Today, we will examine how a few of these mechanisms can cause evolution (a change in
allele frequencies in a population).
Hardy-Weinberg Principle
The Hardy-Weinberg Principle is a mathematical statement (equation) that can be
used to predict allele and genotype frequencies in a population that is NOT evolving.

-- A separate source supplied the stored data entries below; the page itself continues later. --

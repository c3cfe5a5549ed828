//! AniPlay CLI
//!
//! Keeps a video library catalog in step with a series/season folder tree.

use aniplay::cli::{
    args::{Cli, Commands},
    commands::{self, check, list, progress, reconcile, sync, titles},
};
use clap::Parser;

#[tokio::main]
async fn main() -> anyhow::Result<()> {
    // Parse command line arguments
    let cli = Cli::parse();

    // Initialize logging
    init_logging(cli.verbose);

    let config = commands::resolve_config(cli.config.as_deref(), cli.db.as_deref())?;

    match cli.command {
        Commands::Sync { path, full } => {
            let library = commands::resolve_library_path(path.as_deref(), &config)?;
            let catalog = commands::open_catalog(&config)?;
            sync::sync(catalog, &config, &library, full).await?;
        }

        Commands::Reconcile { path, apply } => {
            let library = commands::resolve_library_path(path.as_deref(), &config)?;
            let catalog = commands::open_catalog(&config)?;
            reconcile::reconcile(&catalog, &library, apply).await?;
        }

        Commands::Check { path } => {
            let library = commands::resolve_library_path(path.as_deref(), &config)?;
            check::check(&library).await?;
        }

        Commands::List { series_id } => {
            let catalog = commands::open_catalog(&config)?;
            list::list(&catalog, series_id).await?;
        }

        Commands::Progress { episode_id, set } => {
            let catalog = commands::open_catalog(&config)?;
            progress::progress(&catalog, episode_id, set).await?;
        }

        Commands::Watched { target, id, unset } => {
            let catalog = commands::open_catalog(&config)?;
            progress::watched(&catalog, target, id, unset).await?;
        }

        Commands::History { limit } => {
            let catalog = commands::open_catalog(&config)?;
            progress::history(&catalog, limit).await?;
        }

        Commands::Titles => {
            let catalog = commands::open_catalog(&config)?;
            titles::titles(&catalog).await?;
        }
    }

    Ok(())
}

/// Initialize the logging system.
fn init_logging(verbose: bool) {
    use tracing_subscriber::{fmt, prelude::*, EnvFilter};

    let filter = if verbose {
        EnvFilter::new("aniplay=debug")
    } else {
        EnvFilter::new("aniplay=info")
    };

    tracing_subscriber::registry()
        .with(fmt::layer().with_target(false).without_time())
        .with(filter)
        .init();
}
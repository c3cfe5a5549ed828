//! Command line argument definitions.

use clap::{Parser, Subcommand, ValueEnum};
use std::path::PathBuf;

/// AniPlay - Keep a video library catalog in step with its folders
#[derive(Parser, Debug)]
#[command(name = "aniplay")]
#[command(author, version, about, long_about = None)]
pub struct Cli {
    /// Enable verbose output
    #[arg(short, long, global = true)]
    pub verbose: bool,

    /// Configuration file (defaults to <config dir>/aniplay/config.toml)
    #[arg(long, global = true, value_name = "FILE")]
    pub config: Option<PathBuf>,

    /// Catalog database file, overrides the configured one
    #[arg(long, global = true, value_name = "FILE")]
    pub db: Option<PathBuf>,

    #[command(subcommand)]
    pub command: Commands,
}

#[derive(Subcommand, Debug)]
pub enum Commands {
    /// Scan the library and update the catalog
    Sync {
        /// Library root (defaults to the configured library path)
        #[arg(value_name = "PATH")]
        path: Option<PathBuf>,

        /// Re-derive titles, numbering and sizes, overwriting edits
        #[arg(long)]
        full: bool,
    },

    /// Find moved or renamed episodes and repair their paths
    Reconcile {
        /// Library root (defaults to the configured library path)
        #[arg(value_name = "PATH")]
        path: Option<PathBuf>,

        /// Write the changes (dry run otherwise)
        #[arg(long)]
        apply: bool,
    },

    /// Check series folders for organization problems
    Check {
        /// Library root (defaults to the configured library path)
        #[arg(value_name = "PATH")]
        path: Option<PathBuf>,
    },

    /// List series, or the episodes of one series
    List {
        /// Series ID
        #[arg(value_name = "SERIES_ID")]
        series_id: Option<i64>,
    },

    /// Show or set the playback position of an episode
    Progress {
        /// Episode ID
        #[arg(value_name = "EPISODE_ID")]
        episode_id: i64,

        /// New position in seconds
        #[arg(long, value_name = "SECONDS")]
        set: Option<f64>,
    },

    /// Mark an episode or a whole series as watched
    Watched {
        /// What the ID refers to
        #[arg(value_enum)]
        target: WatchTarget,

        /// Episode or series ID
        #[arg(value_name = "ID")]
        id: i64,

        /// Mark as unwatched instead
        #[arg(long)]
        unset: bool,
    },

    /// Show recently watched episodes
    History {
        /// Maximum number of entries
        #[arg(short, long, default_value_t = 20)]
        limit: usize,
    },

    /// Preview the titles extraction would give every episode
    Titles,
}

#[derive(ValueEnum, Clone, Copy, Debug, PartialEq, Eq)]
pub enum WatchTarget {
    Episode,
    Series,
}
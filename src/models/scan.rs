//! Scan output models.

use serde::{Deserialize, Serialize};
use std::path::PathBuf;

/// Season/episode guess parsed from a filename.
#[derive(Debug, Clone, Copy, Default, PartialEq, Eq, Serialize, Deserialize)]
pub struct EpisodeNumber {
    pub season: Option<u32>,
    pub episode: Option<u32>,
}

/// A video file found on disk under a series root.
#[derive(Debug, Clone, PartialEq, Eq, Serialize, Deserialize)]
pub struct PhysicalEpisode {
    /// File name without path.
    pub filename: String,
    /// Full path to the file.
    pub path: PathBuf,
    pub season_number: Option<u32>,
    pub episode_number: Option<u32>,
    /// Immediate child-of-root directory, `None` for files in the root.
    pub folder_name: Option<String>,
}

impl PhysicalEpisode {
    /// Sort key used by consumers: season, episode, then filename.
    pub fn sort_key(&self) -> (Option<u32>, Option<u32>, &str) {
        (self.season_number, self.episode_number, self.filename.as_str())
    }
}
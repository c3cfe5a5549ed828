//! Titles command implementation.

use crate::core::identity::display_title;
use crate::core::titles::preview_titles;
use crate::store::Catalog;
use anyhow::Result;
use colored::Colorize;

/// Print what title extraction would suggest for every episode.
pub async fn titles(catalog: &Catalog) -> Result<()> {
    let previews = preview_titles(catalog)?;
    if previews.is_empty() {
        println!("No episodes found in catalog.");
        return Ok(());
    }

    let total: usize = previews.iter().map(|p| p.episodes.len()).sum();
    println!("{}", "Title Extraction Dry-Run".bold().cyan());
    println!("  Total episodes: {}", total);

    let mut fallback = 0;
    for series in &previews {
        println!();
        println!("{}", format!("## {}", series.series_name).bold());
        println!("{}", "-".repeat(40));
        for preview in &series.episodes {
            let status = if preview.matched() {
                "[MATCHED] ".green()
            } else {
                fallback += 1;
                "[FALLBACK]".yellow()
            };
            println!("{} Filename: {}", status, preview.filename);
            match &preview.suggested {
                Some(suggested) => println!("           Suggested: {}", suggested),
                None => println!(
                    "           Shown as: {}",
                    display_title(&preview.filename).dimmed()
                ),
            }
        }
    }

    println!();
    println!("  {} matched, {} fallback", total - fallback, fallback);
    Ok(())
}
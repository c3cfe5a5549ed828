//! Structured results of sync, reconciliation and audit runs.

use crate::models::catalog::EpisodeId;
use serde::{Deserialize, Serialize};
use std::path::PathBuf;

/// Outcome of one sync run.
#[derive(Debug, Clone, Default, PartialEq, Eq, Serialize, Deserialize)]
pub struct SyncSummary {
    pub series_seen: usize,
    pub series_created: usize,
    pub episodes_seen: usize,
    pub episodes_created: usize,
    pub episodes_updated: usize,
    /// Episodes whose tracks and duration were (re)probed successfully.
    pub probed: usize,
    pub probe_failures: usize,
    /// Files that could not be read and were left as previously stored.
    pub file_errors: Vec<PathBuf>,
}

impl SyncSummary {
    /// Fold another summary into this one.
    pub fn absorb(&mut self, other: SyncSummary) {
        self.series_seen += other.series_seen;
        self.series_created += other.series_created;
        self.episodes_seen += other.episodes_seen;
        self.episodes_created += other.episodes_created;
        self.episodes_updated += other.episodes_updated;
        self.probed += other.probed;
        self.probe_failures += other.probe_failures;
        self.file_errors.extend(other.file_errors);
    }
}

/// One episode whose recorded location changed (or would change).
#[derive(Debug, Clone, PartialEq, Eq, Serialize, Deserialize)]
pub struct PathUpdate {
    pub episode_id: EpisodeId,
    /// Top-level folder the file now lives in.
    pub series_hint: String,
    pub old_path: PathBuf,
    pub new_path: PathBuf,
    /// The file now lives under a different series' folder.
    pub merged: bool,
}

/// Outcome of a reconciliation pass.
#[derive(Debug, Clone, Default, PartialEq, Eq, Serialize, Deserialize)]
pub struct ReconcileReport {
    pub updated: Vec<PathUpdate>,
    /// Recorded paths that could not be resolved to a unique file.
    pub unresolved: Vec<PathBuf>,
    pub unchanged: usize,
    pub merged: usize,
    /// Resolved episodes that could not be written.
    pub failed: Vec<PathBuf>,
    pub total_files_found: usize,
    /// False for a dry run.
    pub applied: bool,
}

/// Overall verdict of a series audit.
#[derive(Debug, Clone, Copy, PartialEq, Eq, Serialize, Deserialize)]
#[serde(rename_all = "lowercase")]
pub enum AuditStatus {
    /// No video files at all.
    Empty,
    /// Scanned, nothing to report.
    Ok,
    Issues,
}

/// How loudly an issue should be reported.
#[derive(Debug, Clone, Copy, PartialEq, Eq, PartialOrd, Ord, Serialize, Deserialize)]
#[serde(rename_all = "lowercase")]
pub enum Severity {
    Info,
    Warning,
}

/// A structural problem found in a series folder.
#[derive(Debug, Clone, PartialEq, Eq, Serialize, Deserialize)]
#[serde(tag = "type", rename_all = "snake_case")]
pub enum Issue {
    /// Videos in the root and in subfolders at the same time.
    MixedContent {
        root_videos: usize,
        media_folders: usize,
        /// Up to three example root filenames.
        files: Vec<String>,
    },
    NonStandardFolder { folder: String },
    /// Several seasons but no season folders.
    MissingSeasonFolders { seasons: Vec<u32> },
    /// One season with episodes only in the root.
    MissingSeasonFolder { season: u32 },
    InconsistentSeasons { folder: String, seasons: Vec<u32> },
}

impl Issue {
    /// Stable snake-case identifier.
    pub fn kind(&self) -> &'static str {
        match self {
            Issue::MixedContent { .. } => "mixed_content",
            Issue::NonStandardFolder { .. } => "non_standard_folder",
            Issue::MissingSeasonFolders { .. } => "missing_season_folders",
            Issue::MissingSeasonFolder { .. } => "missing_season_folder",
            Issue::InconsistentSeasons { .. } => "inconsistent_seasons",
        }
    }

    pub fn severity(&self) -> Severity {
        match self {
            Issue::MissingSeasonFolder { .. } => Severity::Info,
            _ => Severity::Warning,
        }
    }

    /// Human-readable description.
    pub fn message(&self) -> String {
        match self {
            Issue::MixedContent {
                root_videos,
                media_folders,
                ..
            } => format!(
                "Found {} videos in root and {} subfolders containing media.",
                root_videos, media_folders
            ),
            Issue::NonStandardFolder { folder } => format!(
                "Subfolder '{}' does not follow 'Season X' or 'Specials' naming convention.",
                folder
            ),
            Issue::MissingSeasonFolders { seasons } => format!(
                "Multiple seasons ({}) detected but no season folders used.",
                join_numbers(seasons)
            ),
            Issue::MissingSeasonFolder { season } => format!(
                "Single season ({}) detected but no 'Season {}' folder used (episodes in root).",
                season, season
            ),
            Issue::InconsistentSeasons { folder, seasons } => format!(
                "Folder '{}' contains episodes from multiple seasons: {}.",
                folder,
                join_numbers(seasons)
            ),
        }
    }
}

fn join_numbers(numbers: &[u32]) -> String {
    numbers
        .iter()
        .map(|n| n.to_string())
        .collect::<Vec<_>>()
        .join(", ")
}

/// Result of auditing one series folder.
#[derive(Debug, Clone, PartialEq, Eq, Serialize, Deserialize)]
pub struct AuditReport {
    pub status: AuditStatus,
    pub issues: Vec<Issue>,
    pub total_videos: usize,
    pub root_videos: usize,
    /// Subfolders that contain videos, sorted.
    pub media_folders: Vec<String>,
}

impl AuditReport {
    pub fn empty() -> Self {
        Self {
            status: AuditStatus::Empty,
            issues: Vec::new(),
            total_videos: 0,
            root_videos: 0,
            media_folders: Vec::new(),
        }
    }

    pub fn has_issue(&self, kind: &str) -> bool {
        self.issues.iter().any(|i| i.kind() == kind)
    }
}
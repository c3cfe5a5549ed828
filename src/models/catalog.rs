//! Persisted catalog entities.

use chrono::{DateTime, Utc};
use serde::{Deserialize, Serialize};
use std::path::PathBuf;

/// Row id of a series.
pub type SeriesId = i64;

/// Row id of an episode.
pub type EpisodeId = i64;

/// Fraction of the duration after which an episode counts as watched.
pub const COMPLETION_THRESHOLD: f64 = 0.9;

/// A top-level folder of the library.
#[derive(Debug, Clone, PartialEq, Serialize, Deserialize)]
pub struct Series {
    pub id: SeriesId,
    /// Display name, the folder name unless edited.
    pub name: String,
    /// Absolute folder path. Unique.
    pub path: PathBuf,
    /// Poster image, if one was found or set.
    pub thumbnail_path: Option<PathBuf>,
    /// Cached URL of the poster uploaded by the presence integration.
    pub presence_image_url: Option<String>,
    /// Sum of the sizes of its episodes.
    pub total_size_bytes: i64,
    pub date_added: DateTime<Utc>,
}

/// A single video file.
#[derive(Debug, Clone, PartialEq, Serialize, Deserialize)]
pub struct Episode {
    pub id: EpisodeId,
    pub series_id: SeriesId,
    pub filename: String,
    /// Absolute file path. Unique.
    pub path: PathBuf,
    /// User-edited or filename-derived title.
    pub title: Option<String>,
    pub season_number: Option<u32>,
    pub episode_number: Option<u32>,
    /// Immediate subfolder under the series root, `None` for root-level files.
    pub folder_name: Option<String>,
    /// `0.0` means unknown and still to be probed.
    pub duration_seconds: f64,
    pub size_bytes: i64,
    pub date_added: DateTime<Utc>,
}

impl Episode {
    /// Title to show, falling back to the filename.
    pub fn display_title(&self) -> &str {
        match self.title.as_deref() {
            Some(title) if !title.trim().is_empty() => title,
            _ => &self.filename,
        }
    }

    /// Whether the stored title is missing or blank.
    pub fn has_title(&self) -> bool {
        self.title
            .as_deref()
            .map(|t| !t.trim().is_empty())
            .unwrap_or(false)
    }
}

/// Fields needed to insert a new episode row.
#[derive(Debug, Clone, PartialEq)]
pub struct NewEpisode {
    pub series_id: SeriesId,
    pub filename: String,
    pub path: PathBuf,
    pub title: Option<String>,
    pub season_number: Option<u32>,
    pub episode_number: Option<u32>,
    pub folder_name: Option<String>,
    pub size_bytes: i64,
}

/// Kind of a container stream.
#[derive(Debug, Clone, Copy, PartialEq, Eq, Hash, Serialize, Deserialize)]
#[serde(rename_all = "lowercase")]
pub enum TrackKind {
    Audio,
    Subtitle,
    Video,
}

impl TrackKind {
    pub fn as_str(&self) -> &'static str {
        match self {
            TrackKind::Audio => "audio",
            TrackKind::Subtitle => "subtitle",
            TrackKind::Video => "video",
        }
    }

    /// Parse an ffprobe `codec_type`. Data and attachment streams yield `None`.
    pub fn parse(s: &str) -> Option<Self> {
        match s {
            "audio" => Some(TrackKind::Audio),
            "subtitle" => Some(TrackKind::Subtitle),
            "video" => Some(TrackKind::Video),
            _ => None,
        }
    }

    /// Capitalized label used for untitled tracks.
    pub fn label(&self) -> &'static str {
        match self {
            TrackKind::Audio => "Audio",
            TrackKind::Subtitle => "Subtitle",
            TrackKind::Video => "Video",
        }
    }
}

impl std::fmt::Display for TrackKind {
    fn fmt(&self, f: &mut std::fmt::Formatter<'_>) -> std::fmt::Result {
        write!(f, "{}", self.as_str())
    }
}

/// A stored audio, video or subtitle stream of an episode.
#[derive(Debug, Clone, PartialEq, Serialize, Deserialize)]
pub struct MediaTrack {
    pub episode_id: EpisodeId,
    /// Container stream index.
    pub stream_index: u32,
    pub kind: TrackKind,
    pub codec: String,
    pub language: String,
    pub title: String,
    /// 0-based position among subtitle streams only.
    pub subtitle_ordinal: Option<u32>,
}

/// Playback position of an episode. At most one per episode.
#[derive(Debug, Clone, PartialEq, Serialize, Deserialize)]
pub struct WatchProgress {
    pub episode_id: EpisodeId,
    pub timestamp_seconds: f64,
    pub completed: bool,
    pub last_watched: DateTime<Utc>,
}

/// Completion derived from position and duration.
///
/// Returns `None` when the duration is unknown, in which case completion
/// has to be set explicitly.
pub fn derive_completion(timestamp_seconds: f64, duration_seconds: f64, threshold: f64) -> Option<bool> {
    if duration_seconds > 0.0 {
        Some(timestamp_seconds / duration_seconds >= threshold)
    } else {
        None
    }
}

#[cfg(test)]
mod tests {
    use super::*;

    #[test]
    fn test_derive_completion_threshold() {
        assert_eq!(derive_completion(901.0, 1000.0, COMPLETION_THRESHOLD), Some(true));
        assert_eq!(derive_completion(900.0, 1000.0, COMPLETION_THRESHOLD), Some(true));
        assert_eq!(derive_completion(899.0, 1000.0, COMPLETION_THRESHOLD), Some(false));
        assert_eq!(derive_completion(500.0, 0.0, COMPLETION_THRESHOLD), None);
    }

    #[test]
    fn test_track_kind_parse() {
        assert_eq!(TrackKind::parse("audio"), Some(TrackKind::Audio));
        assert_eq!(TrackKind::parse("subtitle"), Some(TrackKind::Subtitle));
        assert_eq!(TrackKind::parse("attachment"), None);
        assert_eq!(TrackKind::Video.to_string(), "video");
    }

    #[test]
    fn test_display_title_falls_back_to_filename() {
        let mut episode = Episode {
            id: 1,
            series_id: 1,
            filename: "Show - 01.mkv".to_string(),
            path: PathBuf::from("/lib/Show/Show - 01.mkv"),
            title: None,
            season_number: None,
            episode_number: Some(1),
            folder_name: None,
            duration_seconds: 0.0,
            size_bytes: 0,
            date_added: Utc::now(),
        };
        assert_eq!(episode.display_title(), "Show - 01.mkv");
        assert!(!episode.has_title());

        episode.title = Some("  ".to_string());
        assert_eq!(episode.display_title(), "Show - 01.mkv");

        episode.title = Some("Pilot".to_string());
        assert_eq!(episode.display_title(), "Pilot");
        assert!(episode.has_title());
    }
}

This equation is as follows:
Eqn. 1:
p2 + 2pq + q2 = 1
In this equation, p represents the allele frequency of one allele (usually the most
common allele) and q represents the allele frequency of the other allele. We will assume
that there are only two alleles for each gene, thus we get a second equation:
Eqn 2:
p+q=1
In equation 1, the term p2 represents the frequency of the homozygous genotype
for the p allele. The term 2pq represents the frequency of the heterozygous genotype, and
q2 represents the frequency of the other homozygous genotype.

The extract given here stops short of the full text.